WHAT TO PRODUCE: Across the data below, state how many lines hold "usize", and reply with nothing but that number.
━━━ TASK MATERIAL
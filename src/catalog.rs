//! Media catalog: the page's content, loaded from `catalog.toml`.
//!
//! The catalog is the single source of everything the page shows: the
//! intro, skills, client case studies, the workplace record and the contact
//! block. It is read once, validated, and then treated as immutable. A
//! changed catalog replaces the old one wholesale (see
//! [`crate::page::PageSession::replace_catalog`]); nothing edits it in place.
//!
//! ## File layout
//!
//! ```toml
//! [intro]
//! name = "Jules Lye"
//! tagline = "Frontend Developer & Designer"
//! phrases = ["loves code and coffee."]
//! paragraphs = ["Hi, I'm Jules."]
//!
//! [[clients]]
//! id = "accor"
//! name = "Accor"
//! icon = "fa-suitcase"
//! description = "Digital creative for a global hotel brand."
//! website = "accor.com"                       # optional, no scheme
//! images = ["/images/accor/1.jpg"]
//! videos = [{ src = "/images/accor/2.mp4", poster = "/images/accor/2.jpg" }]
//!
//! [workplace]
//! id = "experience"
//! title = "Experience."
//! images = ["/images/studio/bedford.jpg"]
//! ```
//!
//! Ids must be unique across clients and the workplace record, since the
//! page indexes panels and sections by id.

use crate::accordion::PanelEntry;
use crate::media::{MediaItem, VideoRef, unify};
use serde::Deserialize;
use std::collections::HashSet;
use std::fs;
use std::path::Path;
use thiserror::Error;

pub const CATALOG_FILE: &str = "catalog.toml";

#[derive(Error, Debug)]
pub enum CatalogError {
    #[error("IO error: {0}")]
    Io(#[from] std::io::Error),
    #[error("TOML parse error: {0}")]
    Toml(#[from] toml::de::Error),
    #[error("duplicate id '{0}' in catalog")]
    DuplicateId(String),
    #[error("{0} has an empty id")]
    EmptyId(String),
    #[error("Catalog validation error: {0}")]
    Validation(String),
}

#[derive(Debug, Clone, PartialEq, Deserialize)]
#[serde(deny_unknown_fields)]
pub struct Catalog {
    pub intro: Intro,
    #[serde(default)]
    pub skills: SkillsSection,
    #[serde(default)]
    pub stats: Vec<Stat>,
    #[serde(default)]
    pub work: SectionHeading,
    #[serde(default)]
    pub clients: Vec<Client>,
    pub also_worked_with: Option<AlsoWorkedWith>,
    pub workplace: Workplace,
    #[serde(default)]
    pub contact: Contact,
}

#[derive(Debug, Clone, PartialEq, Deserialize)]
#[serde(deny_unknown_fields)]
pub struct Intro {
    pub name: String,
    #[serde(default)]
    pub tagline: String,
    #[serde(default)]
    pub phrases: Vec<String>,
    #[serde(default)]
    pub paragraphs: Vec<String>,
    /// Words of the last paragraph's trailing link to the experience section.
    pub experience_link: Option<String>,
}

#[derive(Debug, Clone, PartialEq, Deserialize)]
#[serde(default, deny_unknown_fields)]
pub struct SectionHeading {
    pub title: String,
    pub subtitle: String,
}

impl Default for SectionHeading {
    fn default() -> Self {
        Self {
            title: "Selected Work.".to_string(),
            subtitle: String::new(),
        }
    }
}

#[derive(Debug, Clone, PartialEq, Deserialize)]
#[serde(default, deny_unknown_fields)]
pub struct SkillsSection {
    pub title: String,
    pub subtitle: String,
    pub items: Vec<Skill>,
}

impl Default for SkillsSection {
    fn default() -> Self {
        Self {
            title: "Skills & Expertise".to_string(),
            subtitle: String::new(),
            items: Vec::new(),
        }
    }
}

#[derive(Debug, Clone, PartialEq, Deserialize)]
#[serde(deny_unknown_fields)]
pub struct Skill {
    pub name: String,
    pub icon: String,
    /// 0-100.
    pub level: u8,
    pub description: Option<String>,
}

/// Dots in a skill's level indicator.
pub const LEVEL_DOTS: usize = 10;

impl Skill {
    /// Filled state of each level dot: dot `i` is filled once the level
    /// reaches `(i + 1) * 10`.
    pub fn dots(&self) -> [bool; LEVEL_DOTS] {
        std::array::from_fn(|i| usize::from(self.level) >= (i + 1) * 10)
    }
}

#[derive(Debug, Clone, PartialEq, Deserialize)]
#[serde(deny_unknown_fields)]
pub struct Stat {
    pub value: String,
    pub label: String,
}

/// One client case study.
#[derive(Debug, Clone, PartialEq, Deserialize)]
#[serde(deny_unknown_fields)]
pub struct Client {
    pub id: String,
    pub name: String,
    /// Symbolic icon key, resolved by [`crate::icons`].
    pub icon: String,
    /// Inline markdown.
    pub description: String,
    /// Host and path without scheme, e.g. `accor.com`.
    pub website: Option<String>,
    pub credit: Option<String>,
    #[serde(default)]
    pub images: Vec<String>,
    #[serde(default)]
    pub videos: Vec<VideoRef>,
    #[serde(default)]
    pub categories: Vec<String>,
}

impl Client {
    /// The unified slide sequence: images first, then videos.
    pub fn media_items(&self) -> Vec<MediaItem> {
        unify(&self.images, &self.videos)
    }

    /// URLs warmed when the panel first scrolls into view: the first image
    /// and the first video's poster, when present.
    pub fn reveal_preload(&self) -> Vec<String> {
        self.images
            .first()
            .into_iter()
            .chain(self.videos.first().and_then(|v| v.poster.as_ref()))
            .cloned()
            .collect()
    }

    pub fn website_url(&self) -> Option<String> {
        self.website.as_deref().map(external_url)
    }

    pub fn panel_entry(&self, display_order: usize) -> PanelEntry {
        PanelEntry {
            id: self.id.clone(),
            display_order,
        }
    }
}

#[derive(Debug, Clone, PartialEq, Deserialize)]
#[serde(deny_unknown_fields)]
pub struct AlsoWorkedWith {
    pub heading: String,
    pub names: String,
    pub closing: Option<String>,
}

/// The experience section.
#[derive(Debug, Clone, PartialEq, Deserialize)]
#[serde(deny_unknown_fields)]
pub struct Workplace {
    pub id: String,
    pub title: String,
    #[serde(default)]
    pub subtitle: String,
    #[serde(default)]
    pub images: Vec<String>,
    /// The first role is always shown. The rest sit behind the
    /// "View More Experience" disclosure together with the education.
    #[serde(default)]
    pub roles: Vec<Role>,
    #[serde(default)]
    pub education: Vec<Education>,
}

impl Workplace {
    pub fn media_items(&self) -> Vec<MediaItem> {
        unify(&self.images, &[])
    }

    pub fn reveal_preload(&self) -> Vec<String> {
        self.images.first().cloned().into_iter().collect()
    }

    pub fn lead_role(&self) -> Option<&Role> {
        self.roles.first()
    }

    pub fn earlier_roles(&self) -> &[Role] {
        self.roles.get(1..).unwrap_or_default()
    }

    /// Whether the disclosure has anything to reveal.
    pub fn has_more(&self) -> bool {
        self.roles.len() > 1 || !self.education.is_empty()
    }
}

#[derive(Debug, Clone, PartialEq, Deserialize)]
#[serde(deny_unknown_fields)]
pub struct Role {
    pub title: String,
    pub period: Option<String>,
    pub organisation: String,
    pub location: Option<String>,
    /// Scheme-less link shown after the location.
    pub website: Option<String>,
    /// Markdown paragraphs.
    #[serde(default)]
    pub body: Vec<String>,
}

#[derive(Debug, Clone, PartialEq, Deserialize)]
#[serde(deny_unknown_fields)]
pub struct Education {
    pub title: String,
    pub period: Option<String>,
    pub institution: String,
    /// Inline markdown.
    pub note: Option<String>,
}

#[derive(Debug, Clone, Default, PartialEq, Deserialize)]
#[serde(default, deny_unknown_fields)]
pub struct Contact {
    pub heading: Option<String>,
    pub phone: Option<String>,
    pub email: Option<String>,
    pub website: Option<String>,
    pub linkedin: Option<String>,
    pub location: Vec<String>,
    pub availability: Option<String>,
}

impl Contact {
    /// `tel:` target with spaces, parentheses and the trunk `(0)` removed.
    pub fn phone_href(&self) -> Option<String> {
        self.phone.as_deref().map(|phone| {
            let digits: String = phone
                .replace("(0)", "")
                .chars()
                .filter(|c| c.is_ascii_digit() || *c == '+')
                .collect();
            format!("tel:{digits}")
        })
    }
}

/// Prefix `https://` unless the link already carries a scheme.
pub fn external_url(link: &str) -> String {
    if link.starts_with("http://") || link.starts_with("https://") {
        link.to_string()
    } else {
        format!("https://{link}")
    }
}

impl Catalog {
    pub fn from_toml_str(source: &str) -> Result<Self, CatalogError> {
        let catalog: Catalog = toml::from_str(source)?;
        catalog.validate()?;
        Ok(catalog)
    }

    /// Load `catalog.toml` from the content directory.
    pub fn load(root: &Path) -> Result<Self, CatalogError> {
        let source = fs::read_to_string(root.join(CATALOG_FILE))?;
        Self::from_toml_str(&source)
    }

    pub fn validate(&self) -> Result<(), CatalogError> {
        let mut seen = HashSet::new();
        for (i, client) in self.clients.iter().enumerate() {
            if client.id.trim().is_empty() {
                return Err(CatalogError::EmptyId(format!("client #{}", i + 1)));
            }
            if !seen.insert(client.id.as_str()) {
                return Err(CatalogError::DuplicateId(client.id.clone()));
            }
        }
        if self.workplace.id.trim().is_empty() {
            return Err(CatalogError::EmptyId("workplace".into()));
        }
        if !seen.insert(self.workplace.id.as_str()) {
            return Err(CatalogError::DuplicateId(self.workplace.id.clone()));
        }
        if let Some(skill) = self.skills.items.iter().find(|s| s.level > 100) {
            return Err(CatalogError::Validation(format!(
                "skill '{}' level must be 0-100",
                skill.name
            )));
        }
        if self.intro.name.trim().is_empty() {
            return Err(CatalogError::Validation("intro.name must not be empty".into()));
        }
        Ok(())
    }

    pub fn client(&self, id: &str) -> Option<&Client> {
        self.clients.iter().find(|c| c.id == id)
    }

    /// Accordion panels in display order.
    pub fn panel_entries(&self) -> Vec<PanelEntry> {
        self.clients
            .iter()
            .enumerate()
            .map(|(i, c)| c.panel_entry(i))
            .collect()
    }

    /// Every local media URL the page references, deduplicated, in page order.
    pub fn media_urls(&self) -> Vec<String> {
        let mut seen = HashSet::new();
        self.clients
            .iter()
            .flat_map(|c| {
                c.images.iter().chain(
                    c.videos
                        .iter()
                        .flat_map(|v| std::iter::once(&v.src).chain(v.poster.as_ref())),
                )
            })
            .chain(self.workplace.images.iter())
            .filter(|url| seen.insert(url.as_str()))
            .cloned()
            .collect()
    }

    /// Icon keys with no glyph, for the `check` command.
    pub fn unknown_icons(&self) -> Vec<&str> {
        self.clients
            .iter()
            .map(|c| c.icon.as_str())
            .chain(self.skills.items.iter().map(|s| s.icon.as_str()))
            .filter(|key| !crate::icons::is_known(key))
            .collect()
    }
}

/// Starter `catalog.toml` printed by `gen-catalog`.
pub fn stock_catalog_toml() -> &'static str {
    include_str!("../static/catalog.toml")
}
━━━━━━
EXPECTED ANSWER: 3